▸ **Records to process**:
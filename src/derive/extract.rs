//! Field extraction

use crate::field::FieldDescriptor;
use crate::schema::Schema;

/// Descriptors of `schema` in declaration order.
///
/// A schema without fields yields an empty list.
pub fn extract_fields(schema: &Schema) -> Vec<FieldDescriptor> {
    schema.fields().to_vec()
}
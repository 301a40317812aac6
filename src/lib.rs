//! Familiar DTO
//!
//! Derives new schemas from existing ones: pick or omit fields, rename them,
//! make every field optional ("partial"), and replace the validation
//! configuration. A derived schema extends its base and exposes the same
//! construction, introspection and JSON Schema export surface.
//!
//! ## Example
//!
//! ```
//! use familiar_dto::{derive, DerivationSpec, FieldDescriptor, FieldType, Schema};
//! use serde_json::json;
//!
//! let entity = Schema::builder("Entity")
//!     .field(FieldDescriptor::required("id", FieldType::String))
//!     .field(FieldDescriptor::required("name", FieldType::String))
//!     .build()?;
//!
//! let patch = derive(&entity, &DerivationSpec::new().partial(true).output_name("EntityPatch"))?;
//! let record = patch.construct(json!({ "name": "renamed" }))?;
//!
//! assert_eq!(record.to_json(true), json!({ "name": "renamed" }));
//! assert!(patch.extends(&entity));
//! # Ok::<(), familiar_dto::SchemaError>(())
//! ```
//!
//! ## Pipeline
//!
//! ```text
//! Schema ──extract──> fields ──pick/omit──> ──rename──> ──partial──> SchemaFactory ──> Schema
//! ```
//!
//! The last step is pluggable through [`SchemaFactory`]; [`RecordFactory`] is
//! the default.

pub mod checksum;
pub mod config;
pub mod derive;
pub mod error;
pub mod field;
pub mod schema;
pub mod types;

pub use checksum::Checksum;
pub use config::DtoConfig;
pub use derive::{derive, DerivationSpec, Deriver};
pub use error::{ConstructionError, FieldIssue, IssueKind, Result, SchemaError, ValidationError};
pub use field::{FieldDefault, FieldDescriptor};
pub use schema::{
    BuildRequest, ConfigSource, ExtraPolicy, Record, RecordFactory, Schema, SchemaBuilder,
    SchemaConfig, SchemaFactory,
};
pub use types::FieldType;
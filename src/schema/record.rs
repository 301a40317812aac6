//! Schema instances
//!
//! [`Record`] is a constructed, type-checked instance of a [`Schema`].

use std::collections::{HashMap, HashSet};
use std::sync::Arc;

use serde::Serialize;
use serde_json::{Map, Value};

use super::config::ExtraPolicy;
use super::Schema;
use crate::error::{FieldIssue, IssueKind, Result, ValidationError};

/// An instance of a schema
#[derive(Debug, Clone)]
pub struct Record {
    schema: Arc<Schema>,
    values: HashMap<String, Value>,
    fields_set: HashSet<String>,
    extra: Map<String, Value>,
}

impl Schema {
    /// Construct a record from a JSON object.
    ///
    /// All problems are collected before failing, so the error lists every
    /// missing, mistyped and forbidden key at once.
    pub fn construct(self: &Arc<Self>, input: Value) -> Result<Record> {
        let input = match input {
            Value::Object(map) => map,
            _ => {
                return Err(ValidationError::single(self.name(), "", IssueKind::NotAnObject).into());
            }
        };
        self.construct_map(input, self.config().extra)
    }

    /// Construct a record from any serializable value.
    ///
    /// Requires `from_attributes`. Attributes that are not fields are dropped
    /// whatever the `extra` policy says.
    pub fn construct_from<T: Serialize>(self: &Arc<Self>, source: &T) -> Result<Record> {
        if !self.config().from_attributes {
            return Err(
                ValidationError::single(self.name(), "", IssueKind::FromAttributesDisabled).into(),
            );
        }
        match serde_json::to_value(source)? {
            Value::Object(map) => self.construct_map(map, ExtraPolicy::Ignore),
            _ => Err(ValidationError::single(self.name(), "", IssueKind::NotAnObject).into()),
        }
    }

    fn construct_map(self: &Arc<Self>, mut input: Map<String, Value>, extra_policy: ExtraPolicy) -> Result<Record> {
        let mut issues = Vec::new();
        let mut values = HashMap::with_capacity(self.fields().len());
        let mut fields_set = HashSet::new();

        for field in self.fields() {
            match input.remove(&field.name) {
                Some(value) => {
                    if field.field_type.accepts(&value) {
                        fields_set.insert(field.name.clone());
                        values.insert(field.name.clone(), value);
                    } else {
                        issues.push(FieldIssue {
                            field: field.name.clone(),
                            kind: IssueKind::TypeMismatch {
                                expected: field.field_type.to_string(),
                            },
                        });
                    }
                }
                None => match field.default.materialize() {
                    Some(value) => {
                        values.insert(field.name.clone(), value);
                    }
                    None => issues.push(FieldIssue {
                        field: field.name.clone(),
                        kind: IssueKind::Missing,
                    }),
                },
            }
        }

        let mut extra = Map::new();
        match extra_policy {
            ExtraPolicy::Ignore => {}
            ExtraPolicy::Allow => extra = input,
            ExtraPolicy::Forbid => {
                issues.extend(input.keys().map(|key| FieldIssue {
                    field: key.clone(),
                    kind: IssueKind::ExtraForbidden,
                }));
            }
        }

        if !issues.is_empty() {
            return Err(ValidationError {
                schema: self.name().to_string(),
                issues,
            }
            .into());
        }

        Ok(Record {
            schema: Arc::clone(self),
            values,
            fields_set,
            extra,
        })
    }
}

impl Record {
    pub fn schema(&self) -> &Arc<Schema> {
        &self.schema
    }

    /// Value of a field; `None` when `field` is not a field of the schema
    pub fn get(&self, field: &str) -> Option<&Value> {
        self.values.get(field)
    }

    /// Whether the field was explicitly supplied or assigned
    pub fn is_set(&self, field: &str) -> bool {
        self.fields_set.contains(field)
    }

    /// Explicitly supplied fields, in declaration order
    pub fn fields_set(&self) -> Vec<&str> {
        self.schema
            .fields()
            .iter()
            .map(|f| f.name.as_str())
            .filter(|name| self.fields_set.contains(*name))
            .collect()
    }

    /// Names of every field of the record's schema
    pub fn field_names(&self) -> Vec<&str> {
        self.schema.field_names()
    }

    /// Undeclared values kept under `extra = "allow"`
    pub fn extra(&self) -> &Map<String, Value> {
        &self.extra
    }

    /// Assign a field after construction
    pub fn set(&mut self, field: &str, value: Value) -> Result<()> {
        let schema_name = self.schema.name().to_string();
        if self.schema.config().frozen {
            return Err(ValidationError::single(schema_name, field, IssueKind::Frozen).into());
        }
        let descriptor = self
            .schema
            .field(field)
            .ok_or_else(|| ValidationError::single(&schema_name, field, IssueKind::UnknownField))?;
        if !descriptor.field_type.accepts(&value) {
            let expected = descriptor.field_type.to_string();
            return Err(
                ValidationError::single(schema_name, field, IssueKind::TypeMismatch { expected }).into(),
            );
        }
        self.fields_set.insert(field.to_string());
        self.values.insert(field.to_string(), value);
        Ok(())
    }

    /// Serialize in declaration order.
    ///
    /// With `exclude_unset`, only explicitly supplied fields are written,
    /// which is what a patch payload needs.
    pub fn to_json(&self, exclude_unset: bool) -> Value {
        let mut out = Map::with_capacity(self.values.len() + self.extra.len());
        for field in self.schema.fields() {
            if exclude_unset && !self.fields_set.contains(&field.name) {
                continue;
            }
            if let Some(value) = self.values.get(&field.name) {
                out.insert(field.name.clone(), value.clone());
            }
        }
        for (key, value) in &self.extra {
            out.insert(key.clone(), value.clone());
        }
        Value::Object(out)
    }
}
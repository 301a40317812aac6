//! Schema Derivation
//!
//! Produces a new schema from a base schema in one linear pass:
//!
//! ```text
//! extract -> select (pick/omit) -> rename -> partialize -> assemble
//! ```
//!
//! Every check (unknown picks, rename collisions, factory rejections) fails
//! the whole derivation; nothing is cached and the base is never touched.

pub mod assemble;
pub mod extract;
pub mod partial;
pub mod rename;
pub mod select;

use std::collections::BTreeMap;
use std::sync::Arc;

use serde::{Deserialize, Serialize};
use serde_json::{Map, Value};

use crate::error::Result;
use crate::schema::{RecordFactory, Schema, SchemaFactory};

/// A derivation request
#[derive(Debug, Clone, Default, PartialEq, Serialize, Deserialize)]
#[serde(default)]
pub struct DerivationSpec {
    /// Make every field optional with an absent default
    pub partial: bool,

    /// Keep only these fields; `None` or empty keeps all
    #[serde(skip_serializing_if = "Option::is_none")]
    pub pick: Option<Vec<String>>,

    /// Drop these fields if present
    #[serde(skip_serializing_if = "Vec::is_empty")]
    pub omit: Vec<String>,

    /// Source name -> target name
    #[serde(skip_serializing_if = "BTreeMap::is_empty")]
    pub rename: BTreeMap<String, String>,

    /// Replacement configuration options for the derived schema
    #[serde(skip_serializing_if = "Option::is_none")]
    pub config: Option<Map<String, Value>>,

    /// Name of the derived schema; defaults to the base name
    #[serde(skip_serializing_if = "Option::is_none")]
    pub output_name: Option<String>,
}

impl DerivationSpec {
    pub fn new() -> Self {
        Self::default()
    }

    pub fn partial(mut self, partial: bool) -> Self {
        self.partial = partial;
        self
    }

    pub fn pick<I, S>(mut self, fields: I) -> Self
    where
        I: IntoIterator<Item = S>,
        S: Into<String>,
    {
        self.pick = Some(fields.into_iter().map(Into::into).collect());
        self
    }

    pub fn omit<I, S>(mut self, fields: I) -> Self
    where
        I: IntoIterator<Item = S>,
        S: Into<String>,
    {
        self.omit.extend(fields.into_iter().map(Into::into));
        self
    }

    pub fn rename(mut self, from: impl Into<String>, to: impl Into<String>) -> Self {
        self.rename.insert(from.into(), to.into());
        self
    }

    /// Replace the derived schema's configuration with `options`
    pub fn config(mut self, options: Map<String, Value>) -> Self {
        self.config = Some(options);
        self
    }

    /// Add one option to the replacement configuration
    pub fn option(mut self, name: impl Into<String>, value: Value) -> Self {
        self.config.get_or_insert_with(Map::new).insert(name.into(), value);
        self
    }

    pub fn output_name(mut self, name: impl Into<String>) -> Self {
        self.output_name = Some(name.into());
        self
    }

    /// Whether deriving with this spec reproduces the base schema
    pub fn is_noop(&self) -> bool {
        !self.partial
            && self.pick.as_ref().map_or(true, Vec::is_empty)
            && self.omit.is_empty()
            && self.rename.is_empty()
            && self.config.is_none()
            && self.output_name.is_none()
    }
}

/// Runs derivations against a [`SchemaFactory`]
#[derive(Debug, Clone)]
pub struct Deriver<F = RecordFactory> {
    factory: F,
}

impl Deriver<RecordFactory> {
    pub fn new() -> Self {
        Self::with_factory(RecordFactory::new())
    }
}

impl Default for Deriver<RecordFactory> {
    fn default() -> Self {
        Self::new()
    }
}

impl<F: SchemaFactory> Deriver<F> {
    pub fn with_factory(factory: F) -> Self {
        Self { factory }
    }

    pub fn factory(&self) -> &F {
        &self.factory
    }

    /// Derive a new schema from `base`
    #[tracing::instrument(level = "debug", skip_all, fields(base = %base.name()))]
    pub fn derive(&self, base: &Arc<Schema>, spec: &DerivationSpec) -> Result<Arc<Schema>> {
        let name = spec
            .output_name
            .clone()
            .unwrap_or_else(|| base.name().to_string());

        let fields = extract::extract_fields(base);
        let fields = select::select_fields(base.name(), fields, spec.pick.as_deref(), &spec.omit)?;
        let fields = rename::rename_fields(fields, &spec.rename)?;
        let fields = if spec.partial {
            partial::partialize(fields)
        } else {
            fields
        };

        let derived = assemble::assemble(&self.factory, base, name, fields, spec.config.as_ref())?;
        tracing::debug!(
            derived = %derived.name(),
            fields = derived.fields().len(),
            "derived schema"
        );
        Ok(derived)
    }
}

/// Derive a new schema from `base` with the default [`RecordFactory`]
pub fn derive(base: &Arc<Schema>, spec: &DerivationSpec) -> Result<Arc<Schema>> {
    Deriver::new().derive(base, spec)
}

▸ **Exercise**: Would you show all lines of the material above that contain the word "entity"?

▸ **Solution to this problem**:
//! let entity = Schema::builder("Entity")
//! let patch = derive(&entity, &DerivationSpec::new().partial(true).output_name("EntityPatch"))?;
//! assert!(patch.extends(&entity));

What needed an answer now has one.